Task material:
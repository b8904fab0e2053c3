//! Per-run playbook context.
//!
//! Aggregates the configuration of one test run: playbook path, inventory
//! path, the role under test (if any) and the installed-roles directory.
//! Preparing a context performs the full dependency flow: detect sibling
//! roles, read the role's own metadata and the sibling `requirements.yml`,
//! resolve to closure and install. The installed-roles directory is a scoped
//! temporary directory owned by the context and removed on drop, success or
//! failure alike.

use std::path::{Path, PathBuf};

use indexmap::IndexMap;
use tempfile::TempDir;
use tracing::{debug, info};

use crate::config::EngineConfig;
use crate::error::{Error, Result};
use crate::installer::DependencyInstaller;
use crate::meta::RoleMeta;
use crate::requirements::{RequirementsFile, RoleRequirement};
use crate::resolver::{MetaSource, Resolver};

/// Configuration and resources for one playbook test run.
#[derive(Debug)]
pub struct PlaybookContext {
    playbook_path: PathBuf,
    inventory_path: PathBuf,
    role_path: Option<PathBuf>,
    installed_roles_dir: TempDir,
    engine: EngineConfig,
}

impl PlaybookContext {
    /// Builds a context and materializes every dependency role the run
    /// needs. Fails before any execution when metadata is missing or the
    /// installation tool fails.
    pub async fn prepare(
        playbook_path: impl Into<PathBuf>,
        inventory_path: impl Into<PathBuf>,
        role_path: Option<PathBuf>,
        engine: EngineConfig,
    ) -> Result<Self> {
        let ctx = Self {
            playbook_path: playbook_path.into(),
            inventory_path: inventory_path.into(),
            role_path,
            installed_roles_dir: TempDir::new()?,
            engine,
        };
        ctx.install_all_dependencies().await?;
        Ok(ctx)
    }

    /// Path to the playbook under test.
    pub fn playbook_path(&self) -> &Path {
        &self.playbook_path
    }

    /// Path to the inventory the run targets.
    pub fn inventory_path(&self) -> &Path {
        &self.inventory_path
    }

    /// Path to the role under test, when the playbook tests a role.
    pub fn role_path(&self) -> Option<&Path> {
        self.role_path.as_deref()
    }

    /// Directory holding the installed dependency roles.
    pub fn installed_roles_path(&self) -> &Path {
        self.installed_roles_dir.path()
    }

    /// Engine binaries for this run.
    pub fn engine(&self) -> &EngineConfig {
        &self.engine
    }

    /// Environment for every engine invocation: the role search path lists
    /// the local role base directory (when a role is under test) before the
    /// installed-roles directory, so local roles shadow installed ones.
    /// Fails when a directory cannot be joined into a search path, which
    /// happens when its name contains the path separator.
    pub fn env(&self) -> Result<IndexMap<String, String>> {
        let mut roles_path = Vec::new();
        if let Some(role_path) = &self.role_path {
            if let Some(role_base) = role_path.parent() {
                roles_path.push(role_base.to_path_buf());
            }
        }
        roles_path.push(self.installed_roles_dir.path().to_path_buf());

        let joined = std::env::join_paths(&roles_path)
            .map_err(|e| Error::config(format!("cannot build ANSIBLE_ROLES_PATH: {e}")))?
            .to_string_lossy()
            .into_owned();

        Ok(IndexMap::from([("ANSIBLE_ROLES_PATH".to_string(), joined)]))
    }

    /// Role names available as sibling directories next to the role under
    /// test. These are already resolvable locally and must never be fetched.
    fn sibling_role_names(&self) -> Vec<String> {
        let Some(role_base) = self.role_path.as_deref().and_then(Path::parent) else {
            return Vec::new();
        };
        let Ok(entries) = std::fs::read_dir(role_base) else {
            return Vec::new();
        };
        entries
            .filter_map(|entry| entry.ok())
            .filter(|entry| entry.path().is_dir())
            .filter_map(|entry| entry.file_name().into_string().ok())
            .collect()
    }

    /// Declarations from the `requirements.yml` beside the test playbook,
    /// when present.
    async fn sibling_requirements(&self) -> Result<Vec<RoleRequirement>> {
        let Some(playbook_dir) = self.playbook_path.parent() else {
            return Ok(Vec::new());
        };
        let requirements_path = playbook_dir.join("requirements.yml");
        if !requirements_path.is_file() {
            debug!(path = %requirements_path.display(), "no sibling requirements file");
            return Ok(Vec::new());
        }
        info!(path = %requirements_path.display(), "sibling requirements found");
        Ok(RequirementsFile::from_path(&requirements_path).await?.roles)
    }

    /// Resolves and installs the dependency closure. Each round installs the
    /// current set, then re-resolves through the freshly installed roles'
    /// metadata until the set stops growing.
    async fn install_all_dependencies(&self) -> Result<()> {
        let own_dependencies = match &self.role_path {
            Some(role_path) => RoleMeta::from_role_path(role_path).await?.dependencies,
            None => Vec::new(),
        };

        let resolver = Resolver::new(self.sibling_requirements().await?, self.sibling_role_names());
        let installer = DependencyInstaller::new(self.engine.clone());
        let installed = InstalledRoles::new(self.installed_roles_path());

        let mut resolved = resolver.resolve(&own_dependencies);
        while !resolved.is_empty() {
            installer.install(&resolved, self.installed_roles_path()).await?;
            let expanded = resolver.resolve_to_closure(&own_dependencies, &installed)?;
            if expanded.len() == resolved.len() {
                break;
            }
            resolved = expanded;
        }

        Ok(())
    }
}

/// Metadata lookup over the installed-roles directory. Roles not installed
/// yet, or installed without a metadata file, declare no dependencies;
/// metadata that exists but cannot be parsed is a configuration defect.
#[derive(Debug)]
struct InstalledRoles {
    roles_path: PathBuf,
}

impl InstalledRoles {
    fn new(roles_path: impl Into<PathBuf>) -> Self {
        Self {
            roles_path: roles_path.into(),
        }
    }
}

impl MetaSource for InstalledRoles {
    fn dependencies_of(&self, name: &str) -> Result<Vec<RoleRequirement>> {
        let meta_path = self.roles_path.join(name).join("meta").join("main.yml");
        if !meta_path.is_file() {
            return Ok(Vec::new());
        }
        let content = std::fs::read_to_string(&meta_path)?;
        let meta = RoleMeta::from_str(&content, &meta_path)?;
        Ok(meta.dependencies)
    }
}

Goal of the exercise: Every line above that has the string "Result" needs to be copied.

Solution below:
use crate::error::{Error, Result};
    ) -> Result<Self> {
    pub fn env(&self) -> Result<IndexMap<String, String>> {
    async fn sibling_requirements(&self) -> Result<Vec<RoleRequirement>> {
    async fn install_all_dependencies(&self) -> Result<()> {
    fn dependencies_of(&self, name: &str) -> Result<Vec<RoleRequirement>> {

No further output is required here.